Yugoslavia’s Fight For Freedom GREAT NEED IS ARMOUR (Rec. 8 p.m.) LONDON, Jan. 13. Thirty-six German and satellite divisions are doing their utmost, on seven fronts, to crush the Partisan armies of Yugoslavia, says Lieutenant Colonel Vladimir Dedier, who has been attached to Marshal Brog-Tito's staff for two and a half years. Colonel Dedier is now recuperating at Cairo from severe injuries to the head. In a special article distributed by the Associated Press he asserts that more German divisions are engaged in Yugoslavia than on any other front except Russia. “Although the Partisans are fighting without heavy artillery, anti-air-craft guns or tanks, they carried out an offensive against the German main bases,” he said. “This year we broke through the German defences at Banjaluka, headquarters of the Second German Armoured Corps.
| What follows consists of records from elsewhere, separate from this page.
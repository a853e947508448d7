//! Neighborhood samplers turning seed nodes into batches.

use std::sync::Arc;

use super::block::{Batch, Block};
use super::graph::CsrGraph;

/// Builds the local subgraphs needed to compute a set of seed nodes.
pub trait NeighborSampler: Send + Sync {
    /// Sample the neighborhood of `seeds`; the batch's output nodes must be
    /// exactly `seeds`, in order.
    fn sample(&self, graph: &CsrGraph, seeds: &[u32]) -> crate::Result<Batch>;
}

/// Takes every in-neighbor, hop after hop.
#[derive(Debug, Clone)]
pub struct FullNeighborSampler {
    num_hops: usize,
}

impl FullNeighborSampler {
    pub fn new(num_hops: usize) -> Self {
        Self {
            num_hops: num_hops.max(1),
        }
    }

    pub fn num_hops(&self) -> usize {
        self.num_hops
    }
}

impl Default for FullNeighborSampler {
    /// Layer-wise inference only ever needs one hop per layer
    fn default() -> Self {
        Self::new(1)
    }
}

impl NeighborSampler for FullNeighborSampler {
    fn sample(&self, graph: &CsrGraph, seeds: &[u32]) -> crate::Result<Batch> {
        let mut blocks = Vec::with_capacity(self.num_hops);
        let mut frontier = seeds.to_vec();
        for _ in 0..self.num_hops {
            let block = Block::from_graph(graph, &frontier)?;
            frontier = block.src_nodes().to_vec();
            blocks.push(Arc::new(block));
        }
        // Outermost hop first
        blocks.reverse();

        Ok(Batch {
            input_nodes: frontier,
            output_nodes: seeds.to_vec(),
            blocks,
        })
    }
}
This German base has been liquidated, 2000 Germans being killed and several hundred captured. When the task was accomplished the Partisans withdrew as the town could not be defended against the new German tank division. This victory was achieved entirely with armaments captured from the enemy. “When the people rose three years ago against Hitler only every tenth man had a shotgun or an out-dated rifle. There were many fighting women in the front line in the assault against Banjaluka, some of them being experts with hand grenades. Women also hold certain commands. Our liberated territory is now more than half Yugoslavia. Our army has increased from 100,000 to 300,000. “Our peoples—Serbs, Croats, Slovenes. Macedonians, Montenegrins—at the finish of our war of independence will form a free democratic federal State in accordance with the Atlantic Charter, allowing all free peoples the right to choose their own form of Government at free elections. For this principle our people have spilled rivers of blood and are still fighting to-day.” The United States Secretary for War (Mr H. L. Stimson) said that the Soviet Army had been aided in its successes in East Europe by the British. French and United States troops fighting in Italy, by the Partisans in occupied territories, and by the air offensive over Germany, as well as by the threat of invasion of Western Europe and the steady flow of supplies to Russia from the Allies. He gave a warning that there were no indications of a general deterioration of the German resistance.

“The Germans seem to be retreating in good order, and the army is relatively intact,” he said. “The Germans have made no attempt to conceal the gravity of their situation. It may even be exaggerated for purposes which are not clear.”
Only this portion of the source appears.